** Task directions **
Below are the entries; return exactly the line with "e if e.is_invalid_argument()" and every later line, without anything else.

---------- Available records ----------

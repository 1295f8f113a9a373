//! Exit codes for the CLI tool.

use zipsession::{Error, OpenFailure};

/// Exit code constants
pub const SUCCESS: i32 = 0;
/// Operation completed with warnings
pub const WARNING: i32 = 1;
/// Fatal error occurred
pub const FATAL_ERROR: i32 = 2;
/// Archive format error
pub const BAD_ARCHIVE: i32 = 3;
/// Wrong password
pub const WRONG_PASSWORD: i32 = 4;
/// I/O error
pub const IO_ERROR: i32 = 5;
/// Ctrl+C (128 + SIGINT)
pub const USER_INTERRUPT: i32 = 130;
/// Invalid command line arguments
pub const BAD_ARGS: i32 = 255;

/// Exit code enum for structured handling
#[derive(Debug, Clone, Copy, PartialEq, Eq)]
pub enum ExitCode {
    Success,
    Warning,
    FatalError,
    BadArchive,
    WrongPassword,
    IoError,
    BadArgs,
}

impl ExitCode {
    /// Returns the numeric exit code
    pub fn code(self) -> i32 {
        match self {
            Self::Success => SUCCESS,
            Self::Warning => WARNING,
            Self::FatalError => FATAL_ERROR,
            Self::BadArchive => BAD_ARCHIVE,
            Self::WrongPassword => WRONG_PASSWORD,
            Self::IoError => IO_ERROR,
            Self::BadArgs => BAD_ARGS,
        }
    }
}

/// Converts a library error to an exit code
pub fn error_to_exit_code(error: &Error) -> ExitCode {
    match error {
        Error::Io(_) => ExitCode::IoError,
        Error::Open { reason, .. } => match reason {
            OpenFailure::NotFound | OpenFailure::Io(_) => ExitCode::IoError,
            OpenFailure::NotAnArchive(_) | OpenFailure::Inconsistent(_) => ExitCode::BadArchive,
            OpenFailure::AlreadyExists | OpenFailure::ConflictingFlags(_) => ExitCode::BadArgs,
            _ => ExitCode::FatalError,
        },
        Error::WrongPassword { .. } => ExitCode::WrongPassword,
        Error::InvalidFormat(_) | Error::CrcMismatch { .. } => ExitCode::BadArchive,
        e if e.is_unsupported() => ExitCode::BadArchive,
        e if e.is_invalid_argument() => ExitCode::BadArgs,
        Error::EntryNotFound { .. } => ExitCode::BadArgs,
        // Closed, ReadOnly, engine failures and future variants
        _ => ExitCode::FatalError,
    }
}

----------

** Output for this task **
        e if e.is_invalid_argument() => ExitCode::BadArgs,
        Error::EntryNotFound { .. } => ExitCode::BadArgs,
        // Closed, ReadOnly, engine failures and future variants
        _ => ExitCode::FatalError,
    }
}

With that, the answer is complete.